Skiën Termen Lijst
SkiënDe skisport is een zeer ingewikkelde sport, met veel verschillende soorten skimethoden en uitrusting. Dit stuk zal u helpen vertrouwd te raken met enkele van de belangrijkste woordenlijsten om u te helpen een beter inzicht te krijgen in de sport en hoe deze functioneert.
Inhoudsopgave
Lijst van woordenlijsten voor skiën
Ski voor alle bergen: All-Mountain ski's worden gebruikt door de algemene bevolking van skiërs. Deze ski's zijn veelzijdig, en kunnen meestal op alle soorten bergterrein worden gebruikt. Als iemand niet te veel met professioneel skiën bezig is en gewoon wat plezier op de berg wil hebben, zijn deze ski's het meest geschikt.
Alpineskiën: Alpineskiën betekent dat de skiër afdaalt met vaste hielbindingen. Dit is een veel voorkomende vorm van skiën.
Black Diamond: Zwarte diamanten en dubbele zwarte diamanten zijn de moeilijkste geëgaliseerde skipistes, meestal gevuld met obstakels en natuurlijke gevaren in het parcours, waardoor het moeilijk is om te navigeren. Het is niet aan te raden voor skiërs tenzij ze het gevoel hebben dat ze op een zeer gevorderd niveau zitten.
Bomber: Mensen die roekeloos de berg af skiën met een gebrek aan controle, worden door meer ervaren skiërs op de berg vaak bommenwerpers genoemd.
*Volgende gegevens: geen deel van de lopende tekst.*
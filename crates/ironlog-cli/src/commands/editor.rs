//! Exercise and set editing on the open session.

use crate::app::App;
use crate::cli::{ExerciseAction, SetAction};
use crate::display;
use crate::prompt;
use anyhow::Result;
use colored::Colorize;

pub fn exercise(app: &mut App, action: ExerciseAction) -> Result<()> {
    match action {
        ExerciseAction::Add { name } => {
            let exercise = app.manager.add_exercise(&name.join(" "))?;
            println!(
                "Added {} {}",
                exercise.name.bold(),
                format!("[{}]", exercise.id).bright_black()
            );
        }
        ExerciseAction::Remove { exercise_id, yes } => {
            let removed = app.manager.remove_exercise(exercise_id, |exercise| {
                yes || prompt::confirm(&format!(
                    "Remove {} ({} sets) from the session?",
                    exercise.name,
                    exercise.sets.len()
                ))
            })?;
            match removed {
                Some(exercise) => println!("Removed {}", exercise.name),
                None => println!("{}", "Nothing removed.".bright_black()),
            }
        }
    }
    app.save_draft()?;
    Ok(())
}

pub fn set(app: &mut App, action: SetAction) -> Result<()> {
    match action {
        SetAction::Add {
            exercise_id,
            reps,
            weight,
        } => {
            let set = app.manager.add_set(exercise_id, reps, weight)?;
            println!("Logged {}", display::set_line(set));
        }
        SetAction::Remove {
            exercise_id,
            position,
        } => {
            // Position 0 maps to no index, which removes nothing
            let removed = match position.checked_sub(1) {
                Some(index) => app.manager.remove_set(exercise_id, index)?,
                None => app.manager.remove_set(exercise_id, usize::MAX)?,
            };
            match removed {
                Some(set) => println!("Removed set {}: {}", position, display::set_line(&set)),
                None => println!("{}", format!("No set at position {}.", position).bright_black()),
            }
        }
    }
    app.save_draft()?;
    Ok(())
}

pub fn vocabulary(app: &mut App) -> Result<()> {
    for name in &app.config.exercise_vocabulary {
        println!("{}", name);
    }
    Ok(())
}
Bunny Slope: Een zeer gemakkelijk gebied of spoor voor mensen die nieuw zijn in het skiën en een gebied nodig hebben om te oefenen zonder dat het moeilijk is. Ze bevinden zich meestal op een lage hoogte op de berg, zodat beginners sneller de helling op en af kunnen gaan.
Carving: Een snelle en snelle draai waarbij gebruik wordt gemaakt van de zijkant van een ski en die een zeer snelle verandering van richting en snelheid mogelijk maakt. Een techniek die door veel meer ervaren en geoefende skiërs wordt gebruikt.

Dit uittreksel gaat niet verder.